Sunday 2 August 2009

The Swan (1956)

Director: Charles Vidor
Stars: Grace Kelly, Alec Guinness and Louis Jourdan

Grace Kelly has proved an interesting actress to watch. While she didn't make too many films, I've now seen more than half of them. OK, that only makes this number seven of eleven, but the principle still stands. What I've found is that she could be a great actress but she wasn't always. My theory has been that the better the actors she has to work off, the better she acts herself, and that suggests that she's going to a gem in this one because she's playing opposite no less a genius actor than Alec Guinness, himself right after The Ladykillers and right before The Bridge on the River Kwai.

It's 1910 and she's Princess Alexandra, hardly a stretch for an actress who had met Prince Rainier a year earlier and who would marry him to become a real princess precisely one week before this film was released in the States. Most bizarrely though she effectively plays Prince Rainier's part in this story and Louis Jourdan plays her. Because of the actions of Napoleon a century earlier, Princess Alexandra is an obscure princess in a Europe full of such things, but her distant cousin Crown Prince Albert has apparently checked out all the others already without finding one to marry and he's heading her way for a visit tomorrow.

Now Alexandra is really in love with her tutor, Dr Nicholas Agi, as played by the ever charming Jourdan, who often looks notably younger than his 36 years. There's not a hope in the world she'd admit that even to herself, but those with astute eyes can see it, such as Father Carl Hyacinth, her uncle who left the halls of privilege to become a monk fifteen years earlier. Her mother, Princess Beatrix, would never even let such a thought cross her mind and couldn't dream of anything more perfect in life than to see her daughter sit on a throne, so she does her level best to set everything needed in motion.

I should point out here that this is a comedy. It's not a riotous slapstick affair, far more of a subtle piece with drama, comedy and romance all interwoven together. Beatrix tries her hardest, Albert appears to want nothing to do with it and Alexandra and Nicholas gets stuck in the middle. The rest of the cast shuffle around them trying to focus in on what's actually going. As the film runs on, the centre of this whirlwind really start to play the game while everyone else gets even more confused.

The script is by John Dighton, based on a play by Czech author Ferenc Molnár that had been filmed before, as a silent in 1925, and it's full of opportunities for many of the characters not just to shine but to steal entire scenes. Estelle Winwood, as Symphorosa, Beatrix's aunt, gets most opportunity, as almost every line of dialogue she gets is a peach and she relishes every one of them. Most obviously, she gets to finish so many of her niece's lines with comments that Beatrix would rather have left unsaid. Jessie Royce Landis plays Beatrix and she sets such lines up with aplomb.

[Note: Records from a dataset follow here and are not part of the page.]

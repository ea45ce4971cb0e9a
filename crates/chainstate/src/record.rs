//! The persisted form of a header plus its placement in the chain graph.

use headerd_consensus::constants::BLOCK_HEADER_SIZE;
use headerd_consensus::{hash256_to_hex, Hash256};
use headerd_primitives::block::BlockHeader;
use headerd_storage::StoreError;
use primitive_types::U256;

/// 80 header bytes, height, chainwork, state, sequence.
pub const RECORD_SIZE: usize = BLOCK_HEADER_SIZE + 4 + 32 + 1 + 8;

/// Height assigned to records whose ancestry is not yet known.
pub const ORPHAN_HEIGHT: i32 = -1;

#[derive(Clone, Copy, Debug, PartialEq, Eq, Hash)]
pub enum HeaderState {
    LongestChain,
    Stale,
    Orphan,
}

impl HeaderState {
    pub fn as_str(self) -> &'static str {
        match self {
            HeaderState::LongestChain => "LONGEST_CHAIN",
            HeaderState::Stale => "STALE",
            HeaderState::Orphan => "ORPHAN",
        }
    }

    fn to_u8(self) -> u8 {
        match self {
            HeaderState::LongestChain => 0,
            HeaderState::Stale => 1,
            HeaderState::Orphan => 2,
        }
    }

    fn from_u8(raw: u8) -> Option<Self> {
        match raw {
            0 => Some(HeaderState::LongestChain),
            1 => Some(HeaderState::Stale),
            2 => Some(HeaderState::Orphan),
            _ => None,
        }
    }
}

#[derive(Clone, Debug, PartialEq, Eq)]
pub struct IndexedHeader {
    pub header: BlockHeader,
    pub hash: Hash256,
    pub height: i32,
    pub chainwork: U256,
    pub state: HeaderState,
    /// Order of first observation; earlier wins a chainwork tie.
    pub sequence: u64,
}

impl IndexedHeader {
    pub fn orphan(header: BlockHeader, hash: Hash256, sequence: u64) -> Self {
        Self {
            header,
            hash,
            height: ORPHAN_HEIGHT,
            chainwork: U256::zero(),
            state: HeaderState::Orphan,
            sequence,
        }
    }

    pub fn prev_hash(&self) -> &Hash256 {
        &self.header.prev_block
    }

    pub fn is_orphan(&self) -> bool {
        self.state == HeaderState::Orphan
    }

    pub fn is_longest(&self) -> bool {
        self.state == HeaderState::LongestChain
    }

    pub fn work(&self) -> U256 {
        headerd_pow::work(self.header.bits)
    }

    pub fn display_hash(&self) -> String {
        hash256_to_hex(&self.hash)
    }

    /// True if `self` should replace `other` as the longest tip.
    pub fn beats(&self, other: &IndexedHeader) -> bool {
        self.chainwork > other.chainwork
            || (self.chainwork == other.chainwork && self.sequence < other.sequence)
    }

    pub fn encode(&self) -> Vec<u8> {
        let mut out = Vec::with_capacity(RECORD_SIZE);
        out.extend_from_slice(&self.header.consensus_encode());
        out.extend_from_slice(&self.height.to_le_bytes());
        out.extend_from_slice(&self.chainwork.to_big_endian());
        out.push(self.state.to_u8());
        out.extend_from_slice(&self.sequence.to_le_bytes());
        out
    }

    pub fn decode(hash: Hash256, bytes: &[u8]) -> Result<Self, StoreError> {
        if bytes.len() != RECORD_SIZE {
            return Err(StoreError::Corrupt(format!(
                "header record {} has {} bytes",
                hash256_to_hex(&hash),
                bytes.len()
            )));
        }
        let header = BlockHeader::consensus_decode(&bytes[..BLOCK_HEADER_SIZE])
            .map_err(|err| StoreError::Corrupt(err.to_string()))?;
        let mut offset = BLOCK_HEADER_SIZE;
        let height = i32::from_le_bytes(take(bytes, &mut offset));
        let chainwork = U256::from_big_endian(&take::<32>(bytes, &mut offset));
        let [state] = take::<1>(bytes, &mut offset);
        let state = HeaderState::from_u8(state)
            .ok_or_else(|| StoreError::Corrupt(format!("unknown header state {state}")))?;
        let sequence = u64::from_le_bytes(take(bytes, &mut offset));
        Ok(Self {
            header,
            hash,
            height,
            chainwork,
            state,
            sequence,
        })
    }
}

fn take<const N: usize>(bytes: &[u8], offset: &mut usize) -> [u8; N] {
    let mut out = [0u8; N];
    out.copy_from_slice(&bytes[*offset..*offset + N]);
    *offset += N;
    out
}

#[cfg(test)]
mod tests {
    use super::*;
    use headerd_consensus::{chain_params, Network};

    #[test]
    fn record_roundtrip_keeps_placement() {
        let params = chain_params(Network::Regtest);
        let header = BlockHeader::genesis(&params.genesis);
        let record = IndexedHeader {
            header,
            hash: header.hash(),
            height: 7,
            chainwork: U256::from(0x1234_5678u64) << 100,
            state: HeaderState::Stale,
            sequence: 42,
        };
        let bytes = record.encode();
        assert_eq!(bytes.len(), RECORD_SIZE);
        assert_eq!(IndexedHeader::decode(record.hash, &bytes), Ok(record));
    }

    #[test]
    fn truncated_record_is_corrupt() {
        assert!(matches!(
            IndexedHeader::decode([0u8; 32], &[0u8; 10]),
            Err(StoreError::Corrupt(_))
        ));
    }

    #[test]
    fn tie_goes_to_earlier_observation() {
        let params = chain_params(Network::Regtest);
        let header = BlockHeader::genesis(&params.genesis);
        let mut early = IndexedHeader::orphan(header, header.hash(), 1);
        early.chainwork = U256::from(10u64);
        let mut late = early.clone();
        late.sequence = 2;
        assert!(early.beats(&late));
        assert!(!late.beats(&early));
        late.chainwork = U256::from(11u64);
        assert!(late.beats(&early));
    }
}
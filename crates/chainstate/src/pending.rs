//! In-memory overlay of one batch's changes.
//!
//! Later headers in a batch read through the overlay so they observe earlier
//! placements before anything reaches the store; the whole delta is then
//! committed as one `WriteBatch`.

use std::collections::{BTreeMap, HashMap};

use headerd_consensus::Hash256;
use headerd_storage::{Column, WriteBatch};

use crate::record::IndexedHeader;
use crate::store::{
    child_key, EMPTY, height_key, merkle_key, META_HEADER_COUNT, META_LONGEST_TIP, META_NEXT_SEQUENCE,
};

#[derive(Debug, Default)]
pub struct ChainDelta {
    records: HashMap<Hash256, IndexedHeader>,
    children: HashMap<Hash256, Vec<Hash256>>,
    merkle: Vec<(Hash256, Hash256)>,
    tips: HashMap<Hash256, bool>,
    removed: HashMap<Hash256, IndexedHeader>,
    heights: BTreeMap<i32, Option<Hash256>>,
    tip: Option<IndexedHeader>,
    tip_changed: bool,
    header_count: u64,
    next_sequence: u64,
    inserted: usize,
}

impl ChainDelta {
    pub fn new(tip: Option<IndexedHeader>, header_count: u64, next_sequence: u64) -> Self {
        Self {
            tip,
            header_count,
            next_sequence,
            ..Self::default()
        }
    }

    pub fn record(&self, hash: &Hash256) -> Option<&IndexedHeader> {
        self.records.get(hash)
    }

    pub fn is_removed(&self, hash: &Hash256) -> bool {
        self.removed.contains_key(hash)
    }

    pub fn children(&self, parent: &Hash256) -> &[Hash256] {
        self.children.get(parent).map(Vec::as_slice).unwrap_or(&[])
    }

    /// `Some(None)` means the height was cleared in this batch.
    pub fn height(&self, height: i32) -> Option<Option<Hash256>> {
        self.heights.get(&height).copied()
    }

    pub fn tip(&self) -> Option<&IndexedHeader> {
        self.tip.as_ref()
    }

    pub fn header_count(&self) -> u64 {
        self.header_count
    }

    pub fn inserted(&self) -> usize {
        self.inserted
    }

    pub fn is_empty(&self) -> bool {
        self.records.is_empty() && self.removed.is_empty()
    }

    pub fn take_sequence(&mut self) -> u64 {
        let sequence = self.next_sequence;
        self.next_sequence += 1;
        sequence
    }

    /// Adds a record seen for the first time. `has_children` is true when
    /// orphans referencing it are already known.
    pub fn insert_new(&mut self, record: IndexedHeader, has_children: bool) {
        let hash = record.hash;
        if !record.header.is_genesis() {
            let parent = record.header.prev_block;
            self.children.entry(parent).or_default().push(hash);
            self.tips.insert(parent, false);
        }
        self.merkle.push((record.header.merkle_root, hash));
        self.tips.insert(hash, !has_children);
        self.header_count += 1;
        self.inserted += 1;
        self.records.insert(hash, record);
    }

    pub fn update(&mut self, record: IndexedHeader) {
        if self.tip.as_ref().is_some_and(|tip| tip.hash == record.hash) {
            self.tip = Some(record.clone());
        }
        self.records.insert(record.hash, record);
    }

    /// Drops a record staged earlier in this batch or committed before it,
    /// together with its index entries. Its own children are left in place.
    pub fn remove(&mut self, record: IndexedHeader) {
        let hash = record.hash;
        self.records.remove(&hash);
        if let Some(siblings) = self.children.get_mut(&record.header.prev_block) {
            siblings.retain(|child| *child != hash);
        }
        self.merkle.retain(|(_, staged)| *staged != hash);
        self.tips.remove(&hash);
        self.header_count = self.header_count.saturating_sub(1);
        self.removed.insert(hash, record);
    }

    pub fn mark_tip(&mut self, hash: Hash256, is_tip: bool) {
        self.tips.insert(hash, is_tip);
    }

    pub fn set_height(&mut self, height: i32, hash: Hash256) {
        self.heights.insert(height, Some(hash));
    }

    pub fn clear_height(&mut self, height: i32) {
        self.heights.insert(height, None);
    }

    pub fn set_tip(&mut self, record: IndexedHeader) {
        self.tip = Some(record);
        self.tip_changed = true;
    }

    pub fn to_write_batch(&self) -> WriteBatch {
        let mut batch = WriteBatch::new();
        for (hash, record) in &self.records {
            batch.put(Column::Header, hash, record.encode());
        }
        for (parent, children) in &self.children {
            for child in children {
                batch.put(Column::ChildIndex, child_key(parent, child), EMPTY);
            }
        }
        for (root, hash) in &self.merkle {
            batch.put(Column::MerkleIndex, merkle_key(root, hash), EMPTY);
        }
        for (hash, is_tip) in &self.tips {
            if *is_tip {
                batch.put(Column::TipIndex, hash, EMPTY);
            } else {
                batch.delete(Column::TipIndex, hash);
            }
        }
        for (hash, record) in &self.removed {
            batch.delete(Column::Header, hash);
            batch.delete(Column::ChildIndex, child_key(&record.header.prev_block, hash));
            batch.delete(Column::MerkleIndex, merkle_key(&record.header.merkle_root, hash));
            batch.delete(Column::TipIndex, hash);
        }
        for (height, hash) in &self.heights {
            match hash {
                Some(hash) => batch.put(Column::HeightIndex, height_key(*height), hash),
                None => batch.delete(Column::HeightIndex, height_key(*height)),
            }
        }
        if self.tip_changed {
            if let Some(tip) = &self.tip {
                batch.put(Column::Meta, META_LONGEST_TIP, tip.hash);
            }
        }
        if self.inserted > 0 || !self.removed.is_empty() {
            batch.put(Column::Meta, META_HEADER_COUNT, self.header_count.to_le_bytes());
            batch.put(Column::Meta, META_NEXT_SEQUENCE, self.next_sequence.to_le_bytes());
        }
        batch
    }
}
use std::sync::Arc;
use std::time::{SystemTime, UNIX_EPOCH};

use headerd_storage::{Column, KeyValueStore, StoreError, WriteBatch};
use rand::RngCore;
use serde::{Deserialize, Serialize};

const TOKEN_BYTES: usize = 16;

#[derive(Clone, Debug, PartialEq, Eq, Deserialize, Serialize)]
#[serde(rename_all = "camelCase")]
pub struct TokenRecord {
    pub admin: bool,
    pub created_at: u64,
}

/// Bearer tokens, keyed by the token string in the `token` column.
pub struct TokenStore<S> {
    store: Arc<S>,
}

impl<S: KeyValueStore> TokenStore<S> {
    pub fn new(store: Arc<S>) -> Self {
        Self { store }
    }

    /// Makes `token` the only admin token.
    pub fn ensure_admin(&self, token: &str) -> Result<(), StoreError> {
        let mut batch = WriteBatch::new();
        for (key, value) in self.store.scan_prefix(Column::Token, &[])? {
            if key != token.as_bytes() && decode(&value)?.admin {
                batch.delete(Column::Token, key.as_slice());
            }
        }
        match self.lookup(token)? {
            Some(record) if record.admin => {}
            _ => {
                let record = TokenRecord {
                    admin: true,
                    created_at: unix_now(),
                };
                batch.put(Column::Token, token.as_bytes(), encode(&record)?.as_slice());
            }
        }
        if batch.is_empty() {
            return Ok(());
        }
        self.store.write_batch(&batch)
    }

    pub fn create(&self) -> Result<String, StoreError> {
        let mut bytes = [0u8; TOKEN_BYTES];
        rand::thread_rng().fill_bytes(&mut bytes);
        let token: String = bytes.iter().map(|byte| format!("{byte:02x}")).collect();
        let record = TokenRecord {
            admin: false,
            created_at: unix_now(),
        };
        self.store
            .put(Column::Token, token.as_bytes(), &encode(&record)?)?;
        Ok(token)
    }

    /// Removes a non-admin token. Returns false when no such token exists.
    pub fn revoke(&self, token: &str) -> Result<bool, StoreError> {
        match self.lookup(token)? {
            Some(record) if !record.admin => {
                self.store.delete(Column::Token, token.as_bytes())?;
                Ok(true)
            }
            _ => Ok(false),
        }
    }

    pub fn lookup(&self, token: &str) -> Result<Option<TokenRecord>, StoreError> {
        if token.is_empty() {
            return Ok(None);
        }
        match self.store.get(Column::Token, token.as_bytes())? {
            Some(value) => decode(&value).map(Some),
            None => Ok(None),
        }
    }
}

fn encode(record: &TokenRecord) -> Result<Vec<u8>, StoreError> {
    serde_json::to_vec(record).map_err(|err| StoreError::Backend(err.to_string()))
}

fn decode(bytes: &[u8]) -> Result<TokenRecord, StoreError> {
    serde_json::from_slice(bytes).map_err(|err| StoreError::Corrupt(format!("token: {err}")))
}

fn unix_now() -> u64 {
    SystemTime::now()
        .duration_since(UNIX_EPOCH)
        .unwrap_or_default()
        .as_secs()
}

Brian Aherne gets his opportunities too, not just because in his monk's habit he looks utterly unlike anyone else in the film. Jourdan is superb as the confident tutor and utterly non-confident suitor, getting some great scenes in with Kelly and some even better ones with Guinness thrown into the mix too. Of course when Agnes Moorehead turns up as Queen Maria Dominika, she's all ready to steal the entire show in precisely the way and with precisely the class you'd expect, but Guinness is more than up to balancing her out. These scenes are masterful work by all concerned, and I wonder how much what the pair of them did helped to raise everyone's else game.

And back to Grace Kelly. As the intended focus of the film, she is utterly charming and every inch the princess that she would shortly become. I felt that she sleepwalked through much of High Society, the only film she made after this one, possibly because she was distracted by what else was happening to her in real life. Yet she must have been as distracted here, that same year of 1956, but she's as utterly alive as Princess Alexandra as she mostly wasn't as Tracy Samantha Lord. I wonder how she'd have carried on in the business had she not become a highly recognised swan herself.